We have been told that another side to the Russian experience exists and that once you penetrate that crusty exterior the Russian people are very hospitable.  I had that experience when I visited Russia several years earlier with a host family in St. Pete's.  Our host family in Moscow was during this trip was also very pleasant as well but sadly these experiences are limited and the percentage of people you come into contact with on a daily basis don't leave this impression.  To be fair, this is not behavior that is exclusively for foreigners and cultural differences are part of the travel experience but at the end of the day you have to ask yourself if it was worth all of the trouble and in this case we lean, quite heavily, towards "No".
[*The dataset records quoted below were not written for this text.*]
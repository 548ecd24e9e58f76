//! Reconciliation engine: document priority, counter-offer chains, field
//! merge, timeline resolution and the review gate, driven by [`Reconciler`].

pub mod calendar;
pub mod counter;
pub mod log;
pub mod merge;
mod pipeline;
pub mod priority;
pub mod review;
pub mod timeline;

pub use calendar::BusinessCalendar;
pub use counter::{AddendumUnit, BaseContract, CounterOfferUnit, CounterType, Party};
pub use log::{LogEntry, ReconcileLog, Stage};
pub use merge::{AcceptanceDecision, FieldChange, FinalTerms};
pub use pipeline::{ReconciledTransaction, Reconciler, reconcile};
pub use review::{ConfidenceReport, ReviewReason, ReviewStatus};
pub use timeline::{ResolvedEvent, Unresolved};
As the train started to get going we had an even greater feeling of ease and relief.  If only the Russian border check went smoothly we were home free.  We were prepared for the worst with bribe money set aside.  Since we were toting a laptop, shortwave radio, and a set of walkie talkies there were a few things they could hassle us about if they were so inclined.  The train rolled along and it was into the earlier hours of the morning that we stopped at the border.  The immigration check went fine. That was one down since we hadn't been registered for most of our stay in Moscow.  A while later a man opened the door and said something to the women traveling with us. She responded and he  moved on.  We still waited with trepidation for the customs people.  Eventually the train began to move again. Surprised we asked our cabin mate what had happened to the customs and she said the man who had come by earlier was customs.  He just asked if we had anything to declare and she just answered for all of us.  It was done!  We were out of Russia!  Throughout the night we had a border check into Latvia, back out of Latvia and into Lithuania which allowed for almost no sleep.  We were too elated to even care.  We were already in love with Lithuania!